La evolución ha de cumplir todas sus etapas. De la materia inerte a la vida vegetal, del instinto animal a la razón humana, y de ésta a la superconsciencia, la mente ha de ir abriendo su comprensión, rechazando atavismos caducos, supersticiones trasnochadas, metáforas, mitos y leyendas en los que alguna vez se apoyó, para que la luz del conocimiento la ilumine gradualmente. En este camino no hay atajos voluntaristas, sólo sudor y lágrimas, fracasos, errores, caídas, desengaños y frustraciones que pavimentan el crecimiento humano. Quien cree poseer una verdad, se estanca. Quien opta por aceptar doctrinas, renuncia al desafío cotidiano de lo nuevo, al avance, a la sabiduría, a la evolución. En cambio, el buscador siempre encontrará una verdad mejor que la anterior.
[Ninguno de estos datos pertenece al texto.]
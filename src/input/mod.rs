//! Digital input subsystem
//!
//! Line access is behind [`InputLines`] so the debounce engine can run
//! against real GPIO or against simulated lines.

pub mod edge;
pub mod lines;

pub use edge::{EdgeEvent, EdgeMonitor};
pub use lines::{InputLines, SimulatedLines, SysfsLines};

use std::sync::Arc;

use crate::config::{InputBackend, InputConfig};

/// Build the line backend selected by configuration
pub fn create_lines(config: &InputConfig) -> Arc<dyn InputLines> {
    match config.backend {
        InputBackend::Sysfs => Arc::new(SysfsLines::with_base(config.sysfs_root.clone(), config.sysfs_base)),
        InputBackend::Simulated => Arc::new(SimulatedLines::new()),
    }
}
Hay que admitir la habilidad de las religiones para hacerse con el patrimonio de lo espiritual, pero recordemos aquí que una religión no es más que un conjunto de creencias, ceremonias, rituales y ministros que tratan de administrar el miedo de los otros. Aunque toda religión tiene su fundamento en seres y lugares invisibles, en promesas y acontecimientos por venir, sus principios no pueden considerarse verdaderamente espirituales, porque no persiguen el conocimiento, sino la creencia, y no procuran la libertad, sino el sometimiento.

¿Acaso no es espiritual quien se sumerge en el silencio de la meditación, sin apriorismos, sin falsos esquemas, con el corazón limpio, a la búsqueda de la experiencia mística, de la inmersión en el Ser? ¿Es, por ventura, mejor quien le pone una vela al santo de turno en demanda de algún favor egoísta, o quien predica sandeces en el nombre de Dios? Así como en la materia hay una gradación y no es lo mismo una piedra que un hombre, en el mundo de las formas invisibles cabe distinguir el fanatismo emocional de la búsqueda filosófica, la superstición primaria del misticismo iluminador.

Quizás escandalice a algunos al afirmar que los pecadores encajan mejor en el contexto espiritual, siempre que de cada desliz extraigan una lección, que los piadosos meapilas, hipócritas, reprimidos, asustados y sometidos de que se nutren muchas religiones. Es posible que haya una desmesura en la incontinencia del trasgresor, pero hay valor en su acción. Y la vida espiritual requiere grandes dosis de valor para adentrarse en las regiones inexploradas del alma, a la búsqueda de la experiencia trascendente y reveladora. Mientras el hombre no acepte la responsabilidad de la búsqueda personal, mientras necesite la tutela de una institución, mientras se halle dispuesto a aceptar lo que no sabe, no puede hablarse de un hombre espiritual, sino de un feligrés, un seguidor, una persona gregaria refugiada en la confortable seguridad de la masa, fortalecida por la compañía de muchos, limitada a aceptar lo que le digan y a conformar su conducta según le impongan.

Espiritual, en cambio, es quien bucea en las profundidades, quien vive en las esencias, quien tiene hambre de conocimiento, quien se complace en desterrar falsas creencias porque eso le acerca a la verdad. Hay que desprenderse de muchas etiquetas y desaprender un buen número de apriorismos atávicos antes de estar en condiciones de iniciar el gran viaje hacia el Espíritu. De poco sirven en él esas alforjas cargadas de suficiencia, vanidad, presunción y autoalabanza que algunos exhiben ostentosamente sobre sus lomos de jumento. Y, desde luego, el inmenso caudal de experiencias «psíquicas» con que los esotéricos tratan de epatarse entre sí, equivale a cero en la contabilidad de los méritos espirituales.